Rill-Type Irrigation, Parks Ranch


This 1928 photograph shows two men standing in an irrigated alfalfa field at Parks Ranch in the Fort Rock Valley, located in central Oregon’s high desert. The Fort Rock Development Company, founded by Henry M. Parks, used this photograph to promote farming in the valley. Parks, a geologist who had been the dean of Oregon State University’s School of Science and Engineering, dreamed of transforming the arid sagebrush lands into an agricultural paradise. He believed there was an abundant source of water under the ground that could be tapped for farming. He used rill irrigation and ran water from a well into ditches between crop rows. Today, rill irrigation is considered to be inefficient and a cause of soil erosion.
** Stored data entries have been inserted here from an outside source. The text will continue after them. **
use proptest::prelude::*;
use void_striker::sim::*;

fn input_strategy() -> impl Strategy<Value = TickInput> {
    any::<(bool, bool, bool, bool, bool, bool)>().prop_map(
        |(left, right, up, down, fire, rapid)| TickInput {
            left,
            right,
            up,
            down,
            fire,
            rapid,
            start: false,
        },
    )
}

/// A run already in progress at `level`
fn run_at(seed: u64, level: u32) -> GameState {
    let mut state = GameState::new(seed);
    tick(
        &mut state,
        &TickInput {
            start: true,
            ..Default::default()
        },
    );
    state.level = level;
    state.spawner.enter_level(level);
    state
}

fn assert_clean(state: &GameState) {
    for enemy in &state.enemies {
        assert!(!enemy.dead, "dead enemy survived the sweep");
        assert!(enemy.hp > 0, "enemy with no hp left on the field");
    }
    for bullet in &state.bullets {
        assert!(!bullet.hit, "spent bullet survived the sweep");
        assert!(bullet.pos.y > 0.0, "bullet past the top edge");
    }
    for bullet in &state.enemy_bullets {
        assert!(in_arena(bullet.pos), "enemy bullet outside the arena");
    }
    let bosses = state.enemies.iter().filter(|e| e.is_boss()).count();
    assert!(bosses <= 1);
    if bosses > 0 {
        assert!(is_boss_level(state.level), "boss on a regular level");
    }
}

proptest! {
    #![proptest_config(ProptestConfig::with_cases(48))]

    #[test]
    fn tick_end_invariants_hold(
        seed in any::<u64>(),
        level in 1u32..15,
        inputs in prop::collection::vec(input_strategy(), 1..900),
    ) {
        let mut state = run_at(seed, level);
        for input in &inputs {
            tick(&mut state, input);
            assert_clean(&state);
            if state.phase != GamePhase::Playing {
                break;
            }
        }
    }

    #[test]
    fn run_counters_are_monotonic(
        seed in any::<u64>(),
        level in 1u32..15,
        inputs in prop::collection::vec(input_strategy(), 1..900),
    ) {
        let mut state = run_at(seed, level);
        for input in &inputs {
            let (score, level, lives) = (state.score, state.level, state.lives);
            tick(&mut state, input);
            prop_assert!(state.score >= score);
            prop_assert!(state.level >= level);
            prop_assert!(state.level <= level + 1);
            prop_assert!(state.lives <= lives);
            prop_assert!(lives - state.lives <= 1, "more than one life lost in a tick");
            if state.phase != GamePhase::Playing {
                prop_assert_eq!(state.lives, 0);
                break;
            }
        }
    }

    #[test]
    fn invincibility_counts_down_and_shields(
        seed in any::<u64>(),
        level in 1u32..15,
        inputs in prop::collection::vec(input_strategy(), 1..900),
    ) {
        let mut state = run_at(seed, level);
        for input in &inputs {
            let (invincible, lives) = (state.player.invincible, state.lives);
            tick(&mut state, input);
            if invincible > 1 {
                prop_assert_eq!(state.player.invincible, invincible - 1);
                prop_assert_eq!(state.lives, lives);
            } else if state.lives < lives {
                prop_assert_eq!(state.player.invincible, 120);
            } else {
                prop_assert_eq!(state.player.invincible, 0);
            }
            if state.phase != GamePhase::Playing {
                break;
            }
        }
    }

    #[test]
    fn same_seed_same_run(
        seed in any::<u64>(),
        inputs in prop::collection::vec(input_strategy(), 1..400),
    ) {
        let mut a = run_at(seed, 3);
        let mut b = run_at(seed, 3);
        for input in &inputs {
            tick(&mut a, input);
            tick(&mut b, input);
        }
        prop_assert_eq!(a.score, b.score);
        prop_assert_eq!(a.lives, b.lives);
        prop_assert_eq!(a.enemies.len(), b.enemies.len());
        prop_assert_eq!(a.player.pos, b.player.pos);
        prop_assert_eq!(a.drain_events(), b.drain_events());
    }

    #[test]
    fn player_stays_inside_arena(
        inputs in prop::collection::vec(input_strategy(), 1..600),
    ) {
        let mut state = run_at(1, 1);
        state.player.invincible = u32::MAX;
        for input in &inputs {
            tick(&mut state, input);
            let half = state.player.size / 2.0;
            prop_assert!(state.player.pos.x >= half.x && state.player.pos.x <= 400.0 - half.x);
            prop_assert!(state.player.pos.y >= half.y && state.player.pos.y <= 600.0 - half.y);
        }
    }
}
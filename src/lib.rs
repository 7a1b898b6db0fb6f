//! Void Striker - a vertical arcade shooter simulation
//!
//! Core modules:
//! - `sim`: Deterministic simulation (spawning, motion, collisions, progression)
//! - `input`: Normalized control snapshot fed to each tick
//! - `clock`: Frame clock turning wall time into fixed ticks
//! - `driver`: Session glue between the simulation and its render/UI hosts
//! - `settings`: Data-driven configuration
//! - `highscores`: In-memory high score table

pub mod clock;
pub mod driver;
pub mod highscores;
pub mod input;
pub mod settings;
pub mod sim;

pub use driver::{RenderSink, Session, UiNotifier};
pub use highscores::HighScores;
pub use settings::{Settings, SettingsError};

/// Game configuration constants
pub mod consts {
    /// Play area dimensions
    pub const ARENA_WIDTH: f32 = 400.0;
    pub const ARENA_HEIGHT: f32 = 600.0;

    /// Nominal frame duration the tick rate is aligned to (ms)
    pub const FRAME_MS: f64 = 16.67;
    /// Largest delta-time scale applied after a stall
    pub const MAX_DT_SCALE: f64 = 3.0;

    /// Player defaults
    pub const PLAYER_SIZE: f32 = 28.0;
    pub const PLAYER_SPEED: f32 = 4.0;
    /// Player spawns this far above the bottom edge
    pub const PLAYER_START_OFFSET: f32 = 70.0;
    pub const START_LIVES: u32 = 3;
    pub const INVINCIBLE_TICKS: u32 = 120;

    /// Shot cooldowns (ticks)
    pub const SHOT_COOLDOWN: u32 = 14;
    pub const RAPID_SHOT_COOLDOWN: u32 = 6;

    /// Player bullets
    pub const BULLET_SPEED: f32 = 10.0;
    pub const BULLET_WIDTH: f32 = 3.0;
    pub const BULLET_HEIGHT: f32 = 10.0;
    pub const SIDE_BULLET_WIDTH: f32 = 2.0;
    pub const SIDE_BULLET_HEIGHT: f32 = 8.0;
    /// Horizontal offset of the rapid-fire side bullets
    pub const SIDE_BULLET_OFFSET: f32 = 8.0;

    /// Enemy bullets
    pub const AIMED_SHOT_SPEED: f32 = 2.0;
    pub const BOSS_SHOT_SPEED: f32 = 2.5;
    /// Angular offsets of the boss spread around straight down (radians)
    pub const BOSS_SPREAD: [f32; 5] = [-0.6, -0.3, 0.0, 0.3, 0.6];
    pub const BOSS_FIRE_RATE: u32 = 40;
    pub const BOSS_FIRST_SHOT: u32 = 60;

    /// Enemy bodies
    pub const NORMAL_SIZE: (f32, f32) = (22.0, 22.0);
    pub const HEAVY_SIZE: (f32, f32) = (30.0, 28.0);
    pub const BOSS_SIZE: (f32, f32) = (60.0, 50.0);
    pub const NORMAL_HP: u32 = 1;
    pub const HEAVY_HP: u32 = 3;
    pub const BOSS_SPEED: f32 = 0.8;
    /// Altitude the boss eases toward
    pub const BOSS_CRUISE_Y: f32 = 80.0;
    pub const BOSS_EASE: f32 = 0.01;
    pub const BOSS_SPAWN_Y: f32 = -50.0;
    /// Heavy enemies unlock at this level
    pub const HEAVY_MIN_LEVEL: u32 = 3;
    pub const HEAVY_CHANCE: f64 = 0.35;
    /// Spawn x stays this far from either side wall
    pub const SPAWN_MARGIN: f32 = 20.0;
    /// Every Nth level is a boss level
    pub const BOSS_LEVEL_EVERY: u32 = 5;
    /// Delay before the boss appears on a boss level (ticks)
    pub const BOSS_SPAWN_DELAY: u32 = 300;

    /// Wave wobble of regular enemies
    pub const WOBBLE_FREQ: f32 = 0.05;
    pub const WOBBLE_AMPLITUDE: f32 = 0.8;

    /// Collision forgiveness margins
    pub const BULLET_FORGIVENESS: f32 = 4.0;
    pub const RAM_FORGIVENESS: f32 = 6.0;

    /// Score values
    pub const NORMAL_POINTS: u64 = 100;
    pub const HEAVY_POINTS: u64 = 300;
    pub const BOSS_BASE_POINTS: u64 = 1000;
    pub const BOSS_POINTS_PER_LEVEL: u64 = 200;
    /// Score needed per level to advance
    pub const POINTS_PER_LEVEL: u64 = 2000;

    /// Effects
    pub const PARTICLE_DRAG: f32 = 0.97;
    pub const RING_GROWTH: f32 = 3.0;
    pub const RING_FADE: f32 = 0.07;
    pub const HIT_SPARKS: usize = 6;
    pub const KILL_BURST: usize = 20;
    pub const BOSS_KILL_BURST: usize = 60;
    pub const PLAYER_BURST: usize = 40;
}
Between 1906 and 1912, when rainfall was higher than usual, families, single men, and a handful of single women used the federal Homestead and Desert Land acts to claim government land in the Fort Rock Valley. Many believed that a railroad would eventually connect the area to a state-wide transportation system, but that never happened. Most settlers left their land after several years because of alkaline soil and inadequate water. Others left after the already dry valley went into a drought lasting from 1918 until 1945.

By the late 1930s, farming and ranching had caused extensive soil erosion and dust storms in the Fort Rock Basin. The federal government determined that farming was not practical in the valley and bought out the settlers, returning their land to the public domain.

The Parks family moved to the Fort Rock Valley in 1928 and used several abandoned buildings to make their home. They grew alfalfa and grazed livestock near Hayes Butte, one of few areas in the basin where effective well irrigation was possible. Three generations of the Parks Family farmed there with limited success.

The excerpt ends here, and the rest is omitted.